Law vint quelques autres fois chez moi ; il me montra beaucoup de désir de lier avec moi. Je me tins sur les civilités, parce que la finance ne m’entroit point dans la tête, et que je regardois comme perdues toutes ces conversations. Quelque temps après, le régent, qui me parloit assez souvent de Law avec grand engouement, me dit qu’il avoit à me demander, même à exiger de moi une complaisance ; c’étoit de recevoir règlement une visite de Law par semaine. Je lui représentai la parfaite inutilité de ces entretiens, dans lesquels j’étois incapable de rien apprendre, et plus encore d’éclairer Law sur des matières qu’il possédoit, auxquelles je n’entendois rien. J’eus beau m’en défendre, il le voulut absolument ; il fallut obéir. Law, averti par le régent, vint donc chez moi. Il m’avoua de bonne grâce que c’étoit lui qui avoit demandé cela au régent, n’osant me le demander à moi-même. Force compliments suivirent de part et d’autre ; et nous convînmes qu’il viendroit chez moi tous les mardis matin sur les dix heures, et que ma porte seroit fermée à tout le monde tant qu’il y demeureroit. Cette visite ne fut point mêlée d’affaires. Le mardi matin suivant, il vint au rendez-vous, et y est exactement venu ainsi jusqu’à sa déconfiture. Une heure et demie, très souvent deux heures, étoit le temps ordinaire de nos conversations.
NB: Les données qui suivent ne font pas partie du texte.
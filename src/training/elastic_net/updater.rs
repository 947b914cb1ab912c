//! Coordinate descent steps for weighted elastic-net least squares.
//!
//! Each step minimizes the objective exactly along one coordinate while all
//! others are held fixed, then pushes the change into the [`ScoreCache`]:
//!
//! ```text
//! bias:      b' = Σ w_i (y_i − s_i + b) / Σ w_i
//! feature j: fit   = Σ w_i x_ij (y_i − s_i + x_ij β_j)     (non-zeros of column j)
//!            curv  = Σ w_i x_ij² + regularization × (1 − l1_ratio)
//!            β_j'  = soft_threshold(fit, regularization × l1_ratio) / curv
//! ```
//!
//! A coordinate with zero curvature has no defined minimizer and is set to 0.

use crate::data::SparseDataset;
use crate::linear::LinearModel;
use crate::utils::Parallelism;

use super::params::ElasticNetParams;
use super::scores::ScoreCache;

/// Soft-thresholding operator, the proximal map of `gamma × |z|`.
///
/// S(z, γ) = sign(z) × max(|z| − γ, 0)
///
/// ```
/// use elasticnet::training::soft_threshold;
///
/// assert_eq!(soft_threshold(1.5, 0.5), 1.0);
/// assert_eq!(soft_threshold(-1.5, 0.5), -1.0);
/// assert_eq!(soft_threshold(0.25, 0.5), 0.0);
/// ```
#[inline]
pub fn soft_threshold(z: f64, gamma: f64) -> f64 {
    if z > gamma {
        z - gamma
    } else if z < -gamma {
        z + gamma
    } else {
        0.0
    }
}

/// Applies single-coordinate updates to a model and its score cache.
#[derive(Debug, Clone, Copy)]
pub struct CoordinateUpdater {
    l1_strength: f64,
    l2_strength: f64,
}

impl CoordinateUpdater {
    pub fn new(params: &ElasticNetParams) -> Self {
        Self {
            l1_strength: params.l1_strength(),
            l2_strength: params.l2_strength(),
        }
    }

    /// Closed-form weighted least-squares step for the (unpenalized) bias.
    ///
    /// `total_weight` is `Σ w_i` and must be positive.
    ///
    /// Returns the bias delta that was applied.
    pub fn update_bias(
        &self,
        model: &mut LinearModel,
        scores: &mut ScoreCache,
        labels: &[f64],
        weights: &[f64],
        total_weight: f64,
        parallelism: Parallelism,
    ) -> f64 {
        debug_assert!(total_weight > 0.0);
        let old_bias = model.bias();

        let numerator = {
            let s = scores.as_slice();
            parallelism.maybe_par_sum(s.len(), |i| weights[i] * (labels[i] - s[i] + old_bias))
        };
        let new_bias = numerator / total_weight;

        let delta = new_bias - old_bias;
        scores.shift(delta, parallelism);
        model.set_bias(new_bias);
        delta
    }

    /// Proximal step for one feature, touching only its column's non-zeros.
    ///
    /// Returns the coefficient delta that was applied.
    pub fn update_feature<D>(
        &self,
        model: &mut LinearModel,
        data: &D,
        feature: usize,
        scores: &mut ScoreCache,
        labels: &[f64],
        weights: &[f64],
    ) -> f64
    where
        D: SparseDataset,
    {
        let old_coeff = model.coefficient(feature);

        let (fit, sum_sq) = data
            .column(feature)
            .fold((0.0f64, 0.0f64), |(fit, sum_sq), (i, x)| {
                let partial_residual = labels[i] - scores.get(i) + x * old_coeff;
                (
                    fit + weights[i] * x * partial_residual,
                    sum_sq + weights[i] * x * x,
                )
            });

        let new_coeff = self.coordinate_minimizer(fit, sum_sq);

        let delta = new_coeff - old_coeff;
        scores.apply_column_delta(data.column(feature), delta);
        model.set_coefficient(feature, new_coeff);
        delta
    }

    /// Minimizer of the one-dimensional penalized problem.
    #[inline]
    fn coordinate_minimizer(&self, fit: f64, sum_sq: f64) -> f64 {
        let numerator = soft_threshold(fit, self.l1_strength);
        let denominator = sum_sq + self.l2_strength;
        if denominator > 0.0 {
            numerator / denominator
        } else {
            0.0
        }
    }
}
//! # gistmirror engine
//!
//! Reconciles a remote snippet collection into a hierarchical note store.
//!
//! This crate provides:
//! - Type mapping from a file's declared language to a note type and icon
//! - Template provisioning under the mirror root
//! - Per-item reconciliation (create, refresh or leave alone)
//! - A bounded pool for raw file fetches
//! - The [`MirrorEngine`] driving whole passes
//!
//! ## Pass
//!
//! 1. Find the node tagged `mirrorRoot` (no root: skip the pass)
//! 2. Resolve the username (none: fail before any network call)
//! 3. Ensure the template node exists
//! 4. List the remote items (failure: abort, nothing touched)
//! 5. Reconcile every item as an isolated task
//! 6. Stamp `lastSynced` on the root
//!
//! ## Key Invariants
//!
//! - Exactly one template node is referenced by the root
//! - Every mirrored item node carries `remoteId` and `lastSynced`
//! - A node is refreshed only when its item is strictly newer than the
//!   recorded `remoteUpdatedAt`; re-running a pass is a no-op
//! - Every write for one item is committed as one store transaction
//! - Nodes are never deleted
//!
//! ## Example
//!
//! ```rust,no_run
//! use gistmirror_engine::{MirrorConfig, MirrorEngine};
//! use gistmirror_store::MemoryStore;
//! use std::sync::Arc;
//!
//! # async fn example() -> Result<(), Box<dyn std::error::Error>> {
//! let config = MirrorConfig::new().with_username("octocat");
//! let remote = Arc::new(config.http_remote()?);
//! let engine = MirrorEngine::new(config, Arc::new(MemoryStore::new()), remote);
//!
//! let report = engine.run().await?;
//! println!("{} created, {} updated", report.created(), report.updated());
//! # Ok(())
//! # }
//! ```

#![deny(unsafe_code)]
#![warn(missing_docs)]

mod config;
mod engine;
mod error;
mod pool;
mod reconcile;
pub mod schema;
mod template;
mod type_map;

pub use config::{MirrorConfig, IDENTITY_ENV_VARS};
pub use engine::{
    ItemFailure, MirrorEngine, MirrorStats, Plan, PlannedItem, RunOutcome, RunReport,
};
pub use error::{MirrorError, MirrorResult};
pub use pool::{FetchPool, FetchRequest, Fetched};
pub use reconcile::{
    needs_update, synced_version, FileReport, FileStatus, ItemOutcome, ItemReconciler,
    ItemReport,
};
pub use template::ensure_template;
pub use type_map::{map_type, NoteKind, GENERIC};
//! Error types for store operations.

use crate::node::NodeId;
use std::io;
use thiserror::Error;

/// Result type for store operations.
pub type StoreResult<T> = Result<T, StoreError>;

/// Errors that can occur during store operations.
#[derive(Debug, Error)]
pub enum StoreError {
    /// A referenced node does not exist.
    #[error("node not found: {0}")]
    NodeNotFound(NodeId),

    /// An I/O error occurred while reading or writing a snapshot.
    #[error("I/O error: {0}")]
    Io(#[from] io::Error),

    /// A snapshot could not be encoded or decoded.
    #[error("serialization error: {0}")]
    Serialization(#[from] serde_json::Error),

    /// The snapshot was readable but violates the tree shape.
    #[error("store corrupted: {0}")]
    Corrupted(String),
}
//! Language → note type mapping.

use crate::schema::FILE_ICON;

/// Store-level type, MIME type and icon for a mirrored file.
#[derive(Debug, Clone, Copy, PartialEq, Eq)]
pub struct NoteKind {
    /// Store note type.
    pub note_type: &'static str,
    /// MIME type of the content.
    pub mime: &'static str,
    /// Icon class.
    pub icon: &'static str,
}

impl NoteKind {
    const fn code(mime: &'static str, icon: &'static str) -> Self {
        Self {
            note_type: "code",
            mime,
            icon,
        }
    }
}

/// Fallback for unknown or missing languages.
pub const GENERIC: NoteKind = NoteKind::code("text/plain", FILE_ICON);

/// Maps a remote file's declared language to a note kind.
///
/// Matching ignores ASCII case. `None` and unknown languages map to
/// [`GENERIC`].
pub fn map_type(language: Option<&str>) -> NoteKind {
    let Some(language) = language else {
        return GENERIC;
    };

    match language.trim().to_ascii_lowercase().as_str() {
        "python" => NoteKind::code("text/x-python", "bx bxl-python"),
        "javascript" => NoteKind::code("application/javascript;env=frontend", "bx bxl-javascript"),
        "typescript" => NoteKind::code("application/typescript", "bx bxl-typescript"),
        "json" => NoteKind::code("application/json", "bx bx-data"),
        "html" => NoteKind::code("text/html", "bx bxl-html5"),
        "css" => NoteKind::code("text/css", "bx bxl-css3"),
        "markdown" => NoteKind::code("text/x-markdown", "bx bxl-markdown"),
        "shell" | "bash" => NoteKind::code("text/x-sh", "bx bx-terminal"),
        "powershell" => NoteKind::code("application/x-powershell", "bx bx-terminal"),
        "rust" => NoteKind::code("text/x-rustsrc", "bx bx-cog"),
        "go" => NoteKind::code("text/x-go", "bx bxl-go-lang"),
        "java" => NoteKind::code("text/x-java", "bx bxl-java"),
        "kotlin" => NoteKind::code("text/x-kotlin", "bx bx-code-alt"),
        "c" => NoteKind::code("text/x-csrc", "bx bx-code-alt"),
        "c++" => NoteKind::code("text/x-c++src", "bx bx-code-alt"),
        "c#" => NoteKind::code("text/x-csharp", "bx bx-code-alt"),
        "ruby" => NoteKind::code("text/x-ruby", "bx bx-diamond"),
        "php" => NoteKind::code("application/x-httpd-php", "bx bxl-php"),
        "sql" => NoteKind::code("text/x-sql", "bx bx-data"),
        "yaml" => NoteKind::code("text/x-yaml", "bx bx-list-ul"),
        "toml" => NoteKind::code("text/x-toml", "bx bx-list-ul"),
        "xml" => NoteKind::code("text/xml", "bx bx-code"),
        "dockerfile" => NoteKind::code("text/x-dockerfile", "bx bxl-docker"),
        "lua" => NoteKind::code("text/x-lua", "bx bx-moon"),
        "perl" => NoteKind::code("text/x-perl", "bx bx-code-alt"),
        "text" => NoteKind::code("text/plain", "bx bx-file-blank"),
        _ => GENERIC,
    }
}
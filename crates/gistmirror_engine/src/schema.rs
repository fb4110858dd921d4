//! Tag, relation and icon names managed by the engine.

/// Tag marking the mirror root.
pub const MIRROR_ROOT_TAG: &str = "mirrorRoot";
/// Root tag naming the remote account.
pub const USERNAME: &str = "username";
/// Root tag telling the store how to order mirrored items.
pub const SORT_KEY: &str = "sortKey";
/// Icon tag.
pub const ICON_CLASS: &str = "iconClass";
/// Relation from the root to its template node.
pub const TEMPLATE: &str = "template";
/// Title of the template node.
pub const TEMPLATE_TITLE: &str = "template";

/// Remote item identifier.
pub const REMOTE_ID: &str = "remoteId";
/// Browser URL of the remote item.
pub const REMOTE_URL: &str = "remoteUrl";
/// When the engine last wrote the node.
pub const LAST_SYNCED: &str = "lastSynced";
/// Remote modification time of the version the node reflects.
pub const REMOTE_UPDATED_AT: &str = "remoteUpdatedAt";
/// Marks nodes the store should not let users edit.
pub const READ_ONLY: &str = "readOnly";
/// Relation from a file node to its item node.
pub const CHILD_OF: &str = "childOf";

/// Promoted attribute declaration for `remoteId`.
pub const REMOTE_ID_DECLARATION: (&str, &str) = ("label:remoteId", "promoted,single,text");
/// Promoted attribute declaration for `remoteUrl`.
pub const REMOTE_URL_DECLARATION: (&str, &str) = ("label:remoteUrl", "promoted,single,url");

/// Icon of the mirror root.
pub const ROOT_ICON: &str = "bx bxl-github";
/// Icon of mirrored item nodes.
pub const ITEM_ICON: &str = "bx bxl-github";
/// Icon of the template node.
pub const TEMPLATE_ICON: &str = "bx bx-copy-alt";
/// Icon of files with an unknown language.
pub const FILE_ICON: &str = "bx bx-file";
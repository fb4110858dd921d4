//! Remote collection client.
//!
//! The engine talks to the snippet service through [`RemoteApi`]. The
//! production implementation is [`HttpRemote`]; tests use
//! [`MockRemote`](crate::MockRemote).

use crate::error::{RemoteError, RemoteResult};
use crate::item::RemoteItem;
use async_trait::async_trait;
use parking_lot::RwLock;
use reqwest::header::{ACCEPT, USER_AGENT};
use reqwest::{Client, Url};
use std::time::Duration;
use tracing::debug;

/// Default API endpoint of the snippet service.
pub const DEFAULT_API_BASE_URL: &str = "https://api.github.com";

const LISTING_ACCEPT: &str = "application/vnd.github+json";
const RAW_ACCEPT: &str = "text/plain";

/// Access to a user's remote snippet collection.
#[async_trait]
pub trait RemoteApi: Send + Sync {
    /// Lists every item owned by `username`.
    ///
    /// # Errors
    ///
    /// Fails if any listing request fails or answers with a non-2xx status.
    async fn list_items(&self, username: &str) -> RemoteResult<Vec<RemoteItem>>;

    /// Fetches the raw body of one file.
    async fn fetch_raw(&self, url: &str) -> RemoteResult<String>;
}

/// HTTP-based remote client.
pub struct HttpRemote {
    /// Base URL of the API (e.g., "https://api.github.com").
    base_url: String,
    client: Client,
    per_page: u32,
    max_pages: u32,
    /// Last error message.
    last_error: RwLock<Option<String>>,
}

impl HttpRemote {
    /// Creates a client for the given API base URL.
    ///
    /// # Errors
    ///
    /// Returns an error if the underlying HTTP client cannot be built.
    pub fn new(base_url: impl Into<String>, timeout: Duration) -> RemoteResult<Self> {
        let client = Client::builder()
            .timeout(timeout)
            .build()
            .map_err(|e| RemoteError::transport_fatal(e.to_string()))?;

        Ok(Self {
            base_url: base_url.into().trim_end_matches('/').to_string(),
            client,
            per_page: 100,
            max_pages: 10,
            last_error: RwLock::new(None),
        })
    }

    /// Sets the listing page size.
    #[must_use]
    pub fn with_per_page(mut self, per_page: u32) -> Self {
        self.per_page = per_page.max(1);
        self
    }

    /// Sets the maximum number of listing pages fetched per call.
    #[must_use]
    pub fn with_max_pages(mut self, max_pages: u32) -> Self {
        self.max_pages = max_pages.max(1);
        self
    }

    /// Returns the base URL.
    pub fn base_url(&self) -> &str {
        &self.base_url
    }

    /// Returns the last error message.
    pub fn last_error(&self) -> Option<String> {
        self.last_error.read().clone()
    }

    /// Builds the URL of one listing page. The username is percent-encoded
    /// as a single path segment.
    fn listing_url(&self, username: &str, page: u32) -> RemoteResult<Url> {
        let mut url = Url::parse(&self.base_url).map_err(|e| {
            RemoteError::transport_fatal(format!("invalid base URL {}: {e}", self.base_url))
        })?;
        url.path_segments_mut()
            .map_err(|()| {
                RemoteError::transport_fatal(format!(
                    "base URL {} cannot carry a path",
                    self.base_url
                ))
            })?
            .pop_if_empty()
            .extend(["users", username, "gists"]);
        url.query_pairs_mut()
            .append_pair("per_page", &self.per_page.to_string())
            .append_pair("page", &page.to_string());
        Ok(url)
    }

    async fn get(&self, url: &str, accept: &str) -> RemoteResult<reqwest::Response> {
        let result = self
            .client
            .get(url)
            .header(ACCEPT, accept)
            .header(USER_AGENT, concat!("gistmirror/", env!("CARGO_PKG_VERSION")))
            .send()
            .await;

        let response = match result {
            Ok(response) => response,
            Err(err) => {
                let err = RemoteError::from(err);
                *self.last_error.write() = Some(err.to_string());
                return Err(err);
            }
        };

        let status = response.status();
        debug!(url, status = status.as_u16(), "remote request");
        if !status.is_success() {
            let err = RemoteError::Status {
                url: url.to_string(),
                status: status.as_u16(),
            };
            *self.last_error.write() = Some(err.to_string());
            return Err(err);
        }

        *self.last_error.write() = None;
        Ok(response)
    }
}

#[async_trait]
impl RemoteApi for HttpRemote {
    async fn list_items(&self, username: &str) -> RemoteResult<Vec<RemoteItem>> {
        let mut items = Vec::new();

        for page in 1..=self.max_pages {
            let url = self.listing_url(username, page)?;
            let response = self.get(url.as_str(), LISTING_ACCEPT).await?;
            let batch: Vec<RemoteItem> =
                response.json().await.map_err(|e| RemoteError::Decode {
                    url: url.to_string(),
                    message: e.to_string(),
                })?;

            let short_page = batch.len() < self.per_page as usize;
            items.extend(batch);
            if short_page {
                break;
            }
        }

        Ok(items)
    }

    async fn fetch_raw(&self, url: &str) -> RemoteResult<String> {
        let response = self.get(url, RAW_ACCEPT).await?;
        response.text().await.map_err(|e| RemoteError::Decode {
            url: url.to_string(),
            message: e.to_string(),
        })
    }
}

#[cfg(test)]
mod tests {
    use super::*;

    #[test]
    fn remote_creation_trims_base_url() {
        let remote = HttpRemote::new("https://api.example.com/", Duration::from_secs(5)).unwrap();
        assert_eq!(remote.base_url(), "https://api.example.com");
        assert!(remote.last_error().is_none());
    }

    #[test]
    fn listing_url_carries_pagination() {
        let remote = HttpRemote::new(DEFAULT_API_BASE_URL, Duration::from_secs(5))
            .unwrap()
            .with_per_page(30);

        assert_eq!(
            remote.listing_url("octocat", 2).unwrap().as_str(),
            "https://api.github.com/users/octocat/gists?per_page=30&page=2"
        );
    }

    #[test]
    fn listing_url_escapes_the_username() {
        let remote = HttpRemote::new(DEFAULT_API_BASE_URL, Duration::from_secs(5)).unwrap();
        let url = remote.listing_url("a b/c?x", 1).unwrap();

        assert_eq!(url.path(), "/users/a%20b%2Fc%3Fx/gists");
        assert_eq!(url.query(), Some("per_page=100&page=1"));
    }

    #[test]
    fn listing_url_keeps_a_base_path() {
        let remote =
            HttpRemote::new("https://ghe.example.com/api/v3/", Duration::from_secs(5)).unwrap();

        assert_eq!(
            remote.listing_url("octocat", 1).unwrap().as_str(),
            "https://ghe.example.com/api/v3/users/octocat/gists?per_page=100&page=1"
        );
    }

    #[test]
    fn page_settings_are_clamped() {
        let remote = HttpRemote::new(DEFAULT_API_BASE_URL, Duration::from_secs(5))
            .unwrap()
            .with_per_page(0)
            .with_max_pages(0);

        assert_eq!(remote.per_page, 1);
        assert_eq!(remote.max_pages, 1);
    }

    #[tokio::test]
    async fn unreachable_host_is_a_transport_error() {
        let remote = HttpRemote::new("http://127.0.0.1:9", Duration::from_secs(2)).unwrap();

        let result = remote.fetch_raw("http://127.0.0.1:9/raw/a.py").await;
        assert!(matches!(result, Err(RemoteError::Transport { .. })));
        assert!(remote.last_error().is_some());
    }
}
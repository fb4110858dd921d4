//! Init command implementation.

use gistmirror_engine::schema::{MIRROR_ROOT_TAG, USERNAME};
use gistmirror_store::{FileStore, NewNode, NodeId, NoteStore, StoreResult};
use std::path::Path;
use tracing::info;

/// Outcome of provisioning the mirror root.
#[derive(Debug, Clone, PartialEq, Eq)]
pub struct InitResult {
    /// The mirror root.
    pub root: NodeId,
    /// Whether the root was created by this call.
    pub created: bool,
}

/// Creates the mirror root under the store's top node unless one exists.
///
/// An existing root keeps its title; its `username` tag is overwritten
/// only when `username` is given.
pub fn init_root<S: NoteStore>(
    store: &S,
    username: Option<&str>,
    title: &str,
) -> StoreResult<InitResult> {
    if let Some(root) = store.find_by_tag(MIRROR_ROOT_TAG)? {
        if let Some(username) = username {
            if root.tag_value(USERNAME) != Some(username) {
                store.set_tag(root.id, USERNAME, username)?;
            }
        }
        return Ok(InitResult {
            root: root.id,
            created: false,
        });
    }

    let top = store.root_id();
    let root = store.transaction(|txn| {
        let id = txn.create_node(NewNode::new(top, title));
        txn.set_flag(id, MIRROR_ROOT_TAG);
        if let Some(username) = username {
            txn.set_tag(id, USERNAME, username);
        }
        Ok(id)
    })?;
    info!(root = %root, title, "created mirror root");

    Ok(InitResult {
        root,
        created: true,
    })
}

/// Runs the init command.
pub fn run(path: &Path, username: Option<&str>, title: &str) -> Result<(), Box<dyn std::error::Error>> {
    let store = FileStore::open(path)?;
    let result = init_root(&store, username, title)?;

    if result.created {
        println!("Created mirror root {} in {}", result.root, path.display());
    } else {
        println!("Mirror root {} already exists in {}", result.root, path.display());
    }
    Ok(())
}

#[cfg(test)]
mod tests {
    use super::*;
    use gistmirror_testkit::TempFileStore;

    #[test]
    fn init_is_idempotent() {
        let temp = TempFileStore::new();

        let first = init_root(&*temp, Some("octocat"), "Gists").unwrap();
        let second = init_root(&*temp, None, "Other").unwrap();

        assert!(first.created);
        assert!(!second.created);
        assert_eq!(first.root, second.root);
        assert_eq!(temp.children(temp.root_id()).unwrap().len(), 1);

        let root = temp.get(first.root).unwrap().unwrap();
        assert_eq!(root.title, "Gists");
        assert_eq!(root.tag_value(USERNAME), Some("octocat"));
    }

    #[test]
    fn init_updates_username() {
        let temp = TempFileStore::new();
        let first = init_root(&*temp, None, "Gists").unwrap();

        init_root(&*temp, Some("hubot"), "Gists").unwrap();

        let reopened = temp.reopen();
        let root = reopened.get(first.root).unwrap().unwrap();
        assert!(root.has_tag(MIRROR_ROOT_TAG));
        assert_eq!(root.tag_value(USERNAME), Some("hubot"));
    }
}
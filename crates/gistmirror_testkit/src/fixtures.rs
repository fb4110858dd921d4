//! Test fixtures.
//!
//! Provides a seeded mirror setup (store + mock remote) and helpers for
//! building remote items whose file bodies the mock actually serves.

use chrono::{DateTime, Duration, TimeZone, Utc};
use gistmirror_remote::{MockRemote, RemoteItem};
use gistmirror_store::{FileStore, MemoryStore, NewNode, Node, NodeId, NoteStore};
use std::path::PathBuf;
use std::sync::Arc;
use tempfile::TempDir;

/// Tag the engine looks for by default.
pub const ROOT_TAG: &str = "mirrorRoot";

/// Midnight UTC on the given day.
pub fn at(year: i32, month: u32, day: u32) -> DateTime<Utc> {
    Utc.with_ymd_and_hms(year, month, day, 0, 0, 0)
        .single()
        .expect("valid date")
}

/// `ts` shifted by `secs` seconds.
pub fn plus_secs(ts: DateTime<Utc>, secs: i64) -> DateTime<Utc> {
    ts + Duration::seconds(secs)
}

/// URL under which [`TestMirror::stock_item`] serves a file.
pub fn raw_url(item_id: &str, filename: &str) -> String {
    format!("mock://raw/{item_id}/{filename}")
}

/// An in-memory store with a mirror root, plus a mock remote.
pub struct TestMirror {
    /// The store.
    pub store: Arc<MemoryStore>,
    /// The remote.
    pub remote: Arc<MockRemote>,
    /// The mirror root node.
    pub root: NodeId,
}

impl TestMirror {
    /// Creates a mirror root titled `Gists` without a username tag.
    pub fn new() -> Self {
        let store = Arc::new(MemoryStore::new());
        let root = seed_root(store.as_ref(), "Gists", None);
        Self {
            store,
            remote: Arc::new(MockRemote::new()),
            root,
        }
    }

    /// Creates a mirror root tagged with `username`.
    pub fn with_username(username: &str) -> Self {
        let mirror = Self::new();
        mirror
            .store
            .set_tag(mirror.root, "username", username)
            .expect("tag root");
        mirror
    }

    /// Builds an item and makes the mock serve its files.
    ///
    /// Each file is `(filename, language, body)`; bodies are served under
    /// [`raw_url`]. The item is not added to the listing.
    pub fn stock_item(
        &self,
        id: &str,
        updated_at: DateTime<Utc>,
        files: &[(&str, Option<&str>, &str)],
    ) -> RemoteItem {
        let mut item = RemoteItem::new(id, updated_at)
            .with_html_url(format!("https://gist.example.com/{id}"));
        for (filename, language, body) in files {
            let url = raw_url(id, filename);
            self.remote.set_body(url.clone(), *body);
            item = item.with_file(*filename, *language, url);
        }
        item
    }

    /// Replaces the remote listing.
    pub fn list(&self, items: Vec<RemoteItem>) {
        self.remote.set_items(items);
    }

    /// Gets the current root node.
    pub fn root_node(&self) -> Node {
        node(self.store.as_ref(), self.root)
    }

    /// Children of the root, template included.
    pub fn root_children(&self) -> Vec<Node> {
        self.store.children(self.root).expect("root children")
    }

    /// Finds the item node mirroring `item_id`.
    pub fn item_node(&self, item_id: &str) -> Option<Node> {
        self.store
            .find_in_subtree_by_tag(self.root, "remoteId", item_id)
            .expect("subtree lookup")
    }

    /// Children of the node mirroring `item_id`.
    pub fn file_nodes(&self, item_id: &str) -> Vec<Node> {
        let item = self.item_node(item_id).expect("item node");
        self.store.children(item.id).expect("item children")
    }
}

impl Default for TestMirror {
    fn default() -> Self {
        Self::new()
    }
}

/// Creates a mirror root under the store root and returns its ID.
pub fn seed_root<S: NoteStore>(store: &S, title: &str, username: Option<&str>) -> NodeId {
    let top = store.root_id();
    store
        .transaction(|txn| {
            let id = txn.create_node(NewNode::new(top, title));
            txn.set_flag(id, ROOT_TAG);
            if let Some(username) = username {
                txn.set_tag(id, "username", username);
            }
            Ok(id)
        })
        .expect("seed mirror root")
}

/// Gets a node that must exist.
pub fn node<S: NoteStore>(store: &S, id: NodeId) -> Node {
    store.get(id).expect("get node").expect("node exists")
}

/// A file-backed store in a temporary directory.
pub struct TempFileStore {
    /// The store.
    pub store: FileStore,
    dir: TempDir,
}

impl TempFileStore {
    /// Opens an empty store at `<tempdir>/notes.json`.
    pub fn new() -> Self {
        let dir = TempDir::new().expect("Failed to create temp directory");
        let store = FileStore::open(&dir.path().join("notes.json")).expect("open store");
        Self { store, dir }
    }

    /// Path of the snapshot file.
    pub fn path(&self) -> PathBuf {
        self.dir.path().join("notes.json")
    }

    /// Opens the snapshot again, as a new process would.
    pub fn reopen(&self) -> FileStore {
        FileStore::open(&self.path()).expect("reopen store")
    }
}

impl Default for TempFileStore {
    fn default() -> Self {
        Self::new()
    }
}

impl std::ops::Deref for TempFileStore {
    type Target = FileStore;

    fn deref(&self) -> &Self::Target {
        &self.store
    }
}

#[cfg(test)]
mod tests {
    use super::*;

    #[test]
    fn test_mirror_has_tagged_root() {
        let mirror = TestMirror::with_username("octocat");
        let root = mirror.root_node();

        assert!(root.has_tag(ROOT_TAG));
        assert_eq!(root.tag_value("username"), Some("octocat"));
        assert!(mirror.root_children().is_empty());
    }

    #[test]
    fn stock_item_serves_files_in_order() {
        let mirror = TestMirror::new();
        let item = mirror.stock_item(
            "g1",
            at(2024, 1, 1),
            &[("b.py", None, "b"), ("a.py", Some("Python"), "a")],
        );

        let names: Vec<_> = item.files.keys().map(String::as_str).collect();
        assert_eq!(names, vec!["b.py", "a.py"]);
        assert_eq!(item.files["a.py"].raw_url, raw_url("g1", "a.py"));
    }

    #[test]
    fn temp_file_store_reopens() {
        let temp = TempFileStore::new();
        let id = seed_root(&*temp, "Gists", Some("octocat"));

        let reopened = temp.reopen();
        assert_eq!(node(&reopened, id).tag_value("username"), Some("octocat"));
    }

    #[test]
    fn plus_secs_shifts() {
        assert_eq!(plus_secs(at(2024, 1, 1), 60), at(2024, 1, 1) + Duration::minutes(1));
    }
}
Il avoit toujours soin de m’instruire de la faveur que prenoit sa banque en France et dans les pays étrangers, de son produit, de ses vues, de sa conduite, des contradictions qu’il essuyoit des principaux des finances et de la magistrature, de ses raisons, et surtout de son bilan, pour me convaincre qu’il étoit bien plus qu’en état de faire face à tous porteurs de billets, quelques sommes qu’ils eussent à demander.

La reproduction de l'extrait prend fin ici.